Content starts

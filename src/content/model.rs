use crate::foundation::core::{Axis, BoxPx, Edges};
use crate::foundation::error::{RetargetError, RetargetResult};
use serde::{Deserialize, Serialize};
use std::collections::BTreeSet;

/// Structural kind of a content node.
#[derive(Clone, Copy, Debug, Default, PartialEq, Eq, Serialize, Deserialize)]
#[serde(rename_all = "kebab-case")]
pub enum NodeKind {
    /// Node without children (text, shape, image).
    #[default]
    Leaf,
    /// Node that owns children (frame, group, component).
    Container,
}

/// Vector or primitive shape flavor of a leaf.
#[derive(Clone, Copy, Debug, PartialEq, Eq, Serialize, Deserialize)]
#[serde(rename_all = "kebab-case")]
pub enum PrimitiveKind {
    /// Rectangle.
    Rectangle,
    /// Ellipse or circle.
    Ellipse,
    /// Regular polygon.
    Polygon,
    /// Star.
    Star,
    /// Straight line.
    Line,
    /// Free vector path.
    Vector,
    /// Boolean combination of shapes.
    BooleanOp,
}

/// Flow (auto-layout) direction of a container.
#[derive(Clone, Copy, Debug, Default, PartialEq, Eq, Hash, Serialize, Deserialize)]
#[serde(rename_all = "kebab-case")]
pub enum FlowMode {
    /// Children stacked left to right.
    StackedHorizontal,
    /// Children stacked top to bottom.
    StackedVertical,
    /// Children positioned absolutely.
    #[default]
    #[serde(rename = "none")]
    Freeform,
}

impl FlowMode {
    /// Main axis of a stacked mode, `None` for freeform.
    pub fn axis(self) -> Option<Axis> {
        match self {
            Self::StackedHorizontal => Some(Axis::Horizontal),
            Self::StackedVertical => Some(Axis::Vertical),
            Self::Freeform => None,
        }
    }

    /// Stacked mode for `axis`.
    pub fn stacked(axis: Axis) -> Self {
        match axis {
            Axis::Horizontal => Self::StackedHorizontal,
            Axis::Vertical => Self::StackedVertical,
        }
    }

    /// Return `true` for the two stacked modes.
    pub fn is_stacked(self) -> bool {
        self != Self::Freeform
    }
}

/// Main-axis distribution.
#[derive(Clone, Copy, Debug, Default, PartialEq, Eq, Serialize, Deserialize)]
#[serde(rename_all = "SCREAMING_SNAKE_CASE")]
pub enum PrimaryAlign {
    /// Pack at the start.
    #[default]
    Min,
    /// Center the run.
    Center,
    /// Pack at the end.
    Max,
    /// Spread children, first and last touching the padding.
    SpaceBetween,
}

/// Cross-axis alignment.
#[derive(Clone, Copy, Debug, Default, PartialEq, Eq, Serialize, Deserialize)]
#[serde(rename_all = "SCREAMING_SNAKE_CASE")]
pub enum CounterAlign {
    /// Align to the start.
    #[default]
    Min,
    /// Center.
    Center,
    /// Align to the end.
    Max,
    /// Text baseline.
    Baseline,
}

/// Flow-layout descriptor of a container.
#[derive(Clone, Copy, Debug, Default, PartialEq, Serialize, Deserialize)]
#[serde(rename_all = "camelCase")]
pub struct FlowDescriptor {
    /// Stacking direction.
    #[serde(default)]
    pub mode: FlowMode,
    /// Gap between consecutive children.
    #[serde(default)]
    pub item_spacing: f64,
    /// Inner padding.
    #[serde(default)]
    pub padding: Edges,
    /// Main-axis distribution.
    #[serde(default)]
    pub primary_align: PrimaryAlign,
    /// Cross-axis alignment.
    #[serde(default)]
    pub counter_align: CounterAlign,
    /// Whether children wrap onto new rows.
    #[serde(default)]
    pub wrap: bool,
}

fn default_true() -> bool {
    true
}

/// One node of the captured source tree.
#[derive(Clone, Debug, Default, PartialEq, Serialize, Deserialize)]
#[serde(rename_all = "camelCase")]
pub struct ContentNode {
    /// Stable identifier, unique within the tree.
    pub id: String,
    /// Layer name as authored.
    #[serde(default)]
    pub name: String,
    /// Leaf or container.
    #[serde(default)]
    pub kind: NodeKind,
    /// Box in the parent's frame.
    #[serde(rename = "box", default)]
    pub bbox: BoxPx,
    /// Authored visibility.
    #[serde(default = "default_true")]
    pub visible: bool,
    /// Text layer with non-empty characters.
    #[serde(default)]
    pub has_text: bool,
    /// Carries an image fill.
    #[serde(default)]
    pub has_image_fill: bool,
    /// Carries a video fill.
    #[serde(default)]
    pub has_video_fill: bool,
    /// Has a visible solid or gradient fill of its own.
    #[serde(default)]
    pub has_fill: bool,
    /// Has a visible stroke of its own.
    #[serde(default)]
    pub has_stroke: bool,
    /// Vector or primitive shape flavor, if any.
    #[serde(default)]
    pub primitive: Option<PrimitiveKind>,
    /// Instance of a reusable component.
    #[serde(default)]
    pub component_instance: bool,
    /// Artifact drawn by a QA overlay; never part of the composition.
    #[serde(default)]
    pub qa_overlay: bool,
    /// Flow-layout descriptor.
    #[serde(default)]
    pub flow: Option<FlowDescriptor>,
    /// Children in paint order.
    #[serde(default)]
    pub children: Vec<ContentNode>,
}

impl ContentNode {
    /// Empty leaf with the given id and box.
    pub fn leaf(id: impl Into<String>, bbox: BoxPx) -> Self {
        Self {
            id: id.into(),
            kind: NodeKind::Leaf,
            bbox,
            visible: true,
            ..Self::default()
        }
    }

    /// Container with the given id, box and children.
    pub fn container(id: impl Into<String>, bbox: BoxPx, children: Vec<ContentNode>) -> Self {
        Self {
            id: id.into(),
            kind: NodeKind::Container,
            bbox,
            visible: true,
            children,
            ..Self::default()
        }
    }

    /// Set the layer name.
    pub fn named(mut self, name: impl Into<String>) -> Self {
        self.name = name.into();
        self
    }

    /// Mark as a non-empty text layer.
    pub fn with_text(mut self) -> Self {
        self.has_text = true;
        self
    }

    /// Mark as carrying an image fill.
    pub fn with_image(mut self) -> Self {
        self.has_image_fill = true;
        self
    }

    /// Mark as carrying an own solid fill.
    pub fn with_fill(mut self) -> Self {
        self.has_fill = true;
        self
    }

    /// Mark as a primitive/vector shape.
    pub fn with_primitive(mut self, kind: PrimitiveKind) -> Self {
        self.primitive = Some(kind);
        self
    }

    /// Mark as a component instance.
    pub fn as_instance(mut self) -> Self {
        self.component_instance = true;
        self
    }

    /// Attach a flow descriptor.
    pub fn with_flow(mut self, flow: FlowDescriptor) -> Self {
        self.flow = Some(flow);
        self
    }

    /// Set authored visibility.
    pub fn with_visible(mut self, visible: bool) -> Self {
        self.visible = visible;
        self
    }

    /// Effective flow mode (`Freeform` without a descriptor).
    pub fn flow_mode(&self) -> FlowMode {
        self.flow.map(|f| f.mode).unwrap_or_default()
    }

    /// Return `true` for containers.
    pub fn is_container(&self) -> bool {
        self.kind == NodeKind::Container || !self.children.is_empty()
    }

    /// Return `true` when the node paints something of its own.
    pub fn has_visible_paint(&self) -> bool {
        self.has_fill
            || self.has_stroke
            || self.has_text
            || self.has_image_fill
            || self.has_video_fill
            || self.primitive.is_some()
    }

    /// Return `true` when the node carries image or video content.
    pub fn has_media(&self) -> bool {
        self.has_image_fill || self.has_video_fill
    }

    /// Strict structural validation for callers that want to reject bad captures up front.
    ///
    /// Planning never requires this; it normalizes degenerate values instead.
    pub fn validate(&self) -> RetargetResult<()> {
        let mut seen = BTreeSet::<&str>::new();
        let mut stack = vec![self];
        while let Some(node) = stack.pop() {
            if node.id.trim().is_empty() {
                return Err(RetargetError::validation("content node id must be non-empty"));
            }
            if !seen.insert(node.id.as_str()) {
                return Err(RetargetError::validation(format!(
                    "duplicate content node id '{}'",
                    node.id
                )));
            }
            let b = node.bbox;
            if ![b.x, b.y, b.width, b.height].iter().all(|v| v.is_finite()) {
                return Err(RetargetError::validation(format!(
                    "node '{}' has non-finite geometry",
                    node.id
                )));
            }
            if b.width < 0.0 || b.height < 0.0 {
                return Err(RetargetError::validation(format!(
                    "node '{}' has negative size",
                    node.id
                )));
            }
            if let Some(flow) = node.flow
                && (!flow.item_spacing.is_finite() || flow.padding.sanitized() != flow.padding)
            {
                return Err(RetargetError::validation(format!(
                    "node '{}' has invalid flow spacing or padding",
                    node.id
                )));
            }
            stack.extend(node.children.iter());
        }
        Ok(())
    }

    /// Parse a tree from JSON.
    pub fn from_json_str(s: &str) -> RetargetResult<Self> {
        Ok(serde_json::from_str(s)?)
    }
}

#[cfg(test)]
#[path = "../../tests/unit/content/model.rs"]
mod tests;
//! Placement of freeform children.

/// Freeform projection and advisory placement.
pub mod absolute;
//! Safe-area configuration.

/// Per-target safe-area insets.
pub mod safe_area;
impl std::fmt::Debug for Retargeter {
    fn fmt(&self, f: &mut std::fmt::Formatter<'_>) -> std::fmt::Result {
        f.debug_struct("Retargeter")
            .field("source", &self.source.id)
            .field("children", &self.children.len())
            .field("atomic_groups", &self.atomic.len())
            .finish_non_exhaustive()
    }
}

impl Retargeter {
    /// Construct a retargeter over `source`.
    pub fn new(
        source: ContentNode,
        safe_area: SafeAreaConfig,
        observer: Arc<dyn PlanObserver>,
    ) -> RetargetResult<Self> {
        safe_area.validate()?;
        let arena = NodeArena::build(&source);
        if arena.truncated {
            tracing::warn!(source = %source.id, "content tree deeper than the index limit");
        }
        let analysis = analyze_arena(&arena);
        let atomic = classify_arena(&arena);
        let children = arena
            .visible_root_children()
            .map(|idx| {
                let e = arena.entry(idx);
                FlowChild {
                    id: e.node.id.clone(),
                    bbox: e.node.bbox.normalized(),
                    has_text: e.subtree_has_text,
                    has_media: e.subtree_has_media,
                }
            })
            .collect();

        Ok(Self {
            source,
            safe_area,
            analysis,
            atomic,
            children,
            observer,
        })
    }

    /// Retargeter with the default safe area and a [`TracingObserver`].
    pub fn with_defaults(source: ContentNode) -> RetargetResult<Self> {
        Self::new(source, SafeAreaConfig::default(), Arc::new(TracingObserver))
    }

    /// Source composition.
    pub fn source(&self) -> &ContentNode {
        &self.source
    }

    /// Source analysis shared by every target.
    pub fn analysis(&self) -> &ContentAnalysis {
        &self.analysis
    }

    /// Atomic groups of the source.
    pub fn atomic_groups(&self) -> &AtomicGroupSet {
        &self.atomic
    }

    fn emit(&self, event: PlanEvent) {
        self.observer.on_event(&event);
    }

    /// Spacing between source children along `axis`: the authored flow spacing for stacked
    /// sources, the mean positive gap between neighbours otherwise.
    fn base_item_spacing(&self, axis: Axis) -> f64 {
        if let Some(flow) = self.source.flow
            && flow.mode.is_stacked()
        {
            return flow.item_spacing.max(0.0);
        }
        if self.children.len() < 2 {
            return 0.0;
        }
        let mut spans: Vec<(f64, f64)> = self
            .children
            .iter()
            .map(|c| (c.bbox.start(axis), c.bbox.start(axis) + c.bbox.len(axis)))
            .collect();
        spans.sort_by(|a, b| a.0.total_cmp(&b.0));
        let total: f64 = spans
            .windows(2)
            .map(|w| (w[1].0 - w[0].1).max(0.0))
            .sum();
        total / (spans.len() - 1) as f64
    }

    /// Existing margins of the content inside the source root along `axis`.
    fn source_gaps(&self, axis: Axis) -> AxisInsets {
        let root = self.source.bbox.normalized();
        match self.analysis.actual_content_box {
            Some(cb) => AxisInsets::new(
                cb.start(axis),
                root.len(axis) - (cb.start(axis) + cb.len(axis)),
            )
            .sanitized(),
            None => AxisInsets::default(),
        }
    }

    /// Plan one target.
    #[tracing::instrument(skip(self, request), fields(target_id = %request.id))]
    pub fn plan_target(&self, request: &TargetRequest, mode: AdvisoryMode) -> VariantPlan {
        let target = sanitize_target(request.size);
        let profile = classify_profile(target);
        let advisory = AdvisoryInput::resolve(mode, request.advisory.as_ref());
        let hints = advisory.hints();
        let safe_insets = self.safe_area.insets_for(&request.id, target);
        let hint_insets = hints.and_then(|h| h.insets).unwrap_or_default().sanitized();
        let id = request.id.clone();

        self.emit(PlanEvent::Strategy {
            target: id.clone(),
            strategy: self.analysis.recommended_strategy,
            density: self.analysis.content_density,
        });
        let scale = select_scale(ScaleInput {
            analysis: &self.analysis,
            target,
            insets: safe_insets,
            profile: profile.profile,
        });
        self.emit(PlanEvent::Scale {
            target: id.clone(),
            decision: scale,
        });

        let mode_input = ModeInput {
            source_mode: self.source.flow_mode(),
            child_count: self.children.len(),
            text_children: self.children.iter().filter(|c| c.has_text).count(),
            image_children: self.children.iter().filter(|c| c.has_media).count(),
            source_aspect: safe_div(
                self.analysis.effective_height,
                self.analysis.effective_width,
                1.0,
            ),
            target_aspect: profile.aspect,
            profile: profile.profile,
        };
        let decision = resolve_mode(&mode_input, advisory);
        self.emit(PlanEvent::Mode {
            target: id.clone(),
            decision,
        });

        let s = scale.scale;
        let safe = safe_bounds(target, safe_insets);
        let scaled: Vec<PlacedBox> = self
            .children
            .iter()
            .map(|c| PlacedBox {
                id: c.id.clone(),
                bbox: c.bbox.scaled(s),
            })
            .collect();

        let (primary_axis, counter_axis, adaptation, projection, predicted) =
            match decision.orientation.axis() {
                Some(axis) => {
                    let spacing = self.base_item_spacing(axis);
                    let ctx = StackedContext {
                        target_id: &id,
                        target,
                        scale: s,
                        spacing,
                        safe_insets,
                        hint_insets,
                        hints,
                    };
                    let primary = self.plan_stacked_axis(&ctx, axis, true);
                    let counter = self.plan_stacked_axis(&ctx, axis.cross(), false);
                    let adaptation = adapt(&AdaptInput {
                        source: &self.source,
                        orientation: decision.orientation,
                        profile: profile.profile,
                        target,
                        scale: s,
                        base_item_spacing: spacing,
                        primary,
                        counter,
                        atomic: &self.atomic,
                        advisory,
                    });
                    let predicted = predict_run(&scaled, &adaptation, target);
                    (Some(primary), Some(counter), adaptation, None, predicted)
                }
                None => {
                    let adaptation = adapt(&AdaptInput {
                        source: &self.source,
                        orientation: FlowMode::Freeform,
                        profile: profile.profile,
                        target,
                        scale: s,
                        base_item_spacing: 0.0,
                        primary: AxisExpansionPlan::default(),
                        counter: AxisExpansionPlan::default(),
                        atomic: &self.atomic,
                        advisory,
                    });
                    let (projection, predicted) =
                        self.project_freeform(&scaled, safe, profile.profile, &adaptation, hints);
                    self.emit(PlanEvent::Projection {
                        target: id.clone(),
                        mode: projection.mode,
                    });
                    (None, None, adaptation, Some(projection), predicted)
                }
            };

        let warnings = collect_warnings(&predicted, safe);
        for warning in &warnings {
            self.emit(PlanEvent::Warning {
                target: id.clone(),
                warning: warning.clone(),
            });
        }

        VariantPlan {
            target_id: id,
            target,
            profile,
            analysis: self.analysis.clone(),
            safe_insets,
            scale,
            mode: decision,
            primary_axis,
            counter_axis,
            adaptation,
            projection,
            predicted,
            warnings,
        }
    }

    fn plan_stacked_axis(
        &self,
        ctx: &StackedContext<'_>,
        axis: Axis,
        is_primary: bool,
    ) -> AxisExpansionPlan {
        let (scale, spacing) = (ctx.scale, ctx.spacing);
        let n = self.children.len();
        let content_len = if is_primary {
            self.children
                .iter()
                .map(|c| c.bbox.len(axis) * scale)
                .sum::<f64>()
                + spacing * scale * n.saturating_sub(1) as f64
        } else {
            self.children
                .iter()
                .map(|c| c.bbox.len(axis) * scale)
                .fold(0.0, f64::max)
        };
        let (hint_start, hint_end) = ctx.hint_insets.along(axis);
        let (safe_start, safe_end) = ctx.safe_insets.along(axis);
        let focal_ratio = ctx.hints.and_then(|h| h.focal).map(|f| {
            match axis {
                Axis::Horizontal => f.x,
                Axis::Vertical => f.y,
            }
            .clamp(0.0, 1.0)
        });
        let gaps = self.source_gaps(axis);

        let mut plan = plan_axis(AxisExpansionInput {
            total_extra: axis.of_size(ctx.target) - content_len - hint_start - hint_end,
            requested_inset: AxisInsets::new(safe_start, safe_end),
            gaps: AxisInsets::new(gaps.start * scale, gaps.end * scale),
            flow_child_count: if is_primary { n } else { 0 },
            base_item_spacing: spacing * scale,
            allow_interior_expansion: is_primary,
            focal_ratio,
        });
        plan.start += hint_start;
        plan.end += hint_end;

        self.emit(PlanEvent::Axis {
            target: ctx.target_id.to_string(),
            axis,
            plan,
        });
        plan
    }

    /// Center the scaled content block in the safe bounds, hand it to the projector, then let
    /// advisory anchors and offsets override individual positions.
    fn project_freeform(
        &self,
        scaled: &[PlacedBox],
        safe: BoxPx,
        profile: LayoutProfile,
        adaptation: &AdaptationPlan,
        hints: Option<&AdvisoryHints>,
    ) -> (Projection, Vec<PlacedBox>) {
        let visible: Vec<&PlacedBox> = scaled
            .iter()
            .filter(|p| adaptation.child(&p.id).and_then(|o| o.visible) != Some(false))
            .collect();
        let children: Vec<FreeformChild> = visible
            .iter()
            .map(|p| FreeformChild {
                id: p.id.clone(),
                bbox: p.bbox,
            })
            .collect();
        let Some(content) = measure_bounds(&children) else {
            return (project_absolute(&[], safe, safe, profile), Vec::new());
        };
        let shift = safe.center() - content.center();
        let centered: Vec<FreeformChild> = children
            .into_iter()
            .map(|c| FreeformChild {
                id: c.id,
                bbox: c.bbox.translate(shift),
            })
            .collect();

        let mut projection = project_absolute(&centered, content.translate(shift), safe, profile);
        if let Some(hints) = hints {
            apply_placement_hints(&mut projection, &centered, hints, safe);
        }
        let predicted = projection
            .children
            .iter()
            .zip(&visible)
            .map(|(pc, p)| PlacedBox {
                id: pc.id.clone(),
                bbox: BoxPx::new(pc.position.x, pc.position.y, p.bbox.width, p.bbox.height),
            })
            .collect();
        (projection, predicted)
    }

    /// Plan every request, in request order.
    #[tracing::instrument(
        skip(self, requests, opts),
        fields(targets = requests.len(), parallel = opts.parallel)
    )]
    pub fn plan_targets(
        &self,
        requests: &[TargetRequest],
        opts: &RetargetOpts,
    ) -> RetargetResult<Vec<VariantPlan>> {
        if !opts.parallel {
            return Ok(requests
                .iter()
                .map(|r| self.plan_target(r, opts.advisory))
                .collect());
        }
        let pool = build_thread_pool(opts.threads)?;
        Ok(pool.install(|| {
            requests
                .par_iter()
                .map(|r| self.plan_target(r, opts.advisory))
                .collect()
        }))
    }
}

Content ends

What you have to do: Using the data above, extract exactly the lines from the one that holds "while let Some(node)" to the one that holds "let b = node.bbox;", both ends included, and no others.

Reply:
        while let Some(node) = stack.pop() {
            if node.id.trim().is_empty() {
                return Err(RetargetError::validation("content node id must be non-empty"));
            }
            if !seen.insert(node.id.as_str()) {
                return Err(RetargetError::validation(format!(
                    "duplicate content node id '{}'",
                    node.id
                )));
            }
            let b = node.bbox;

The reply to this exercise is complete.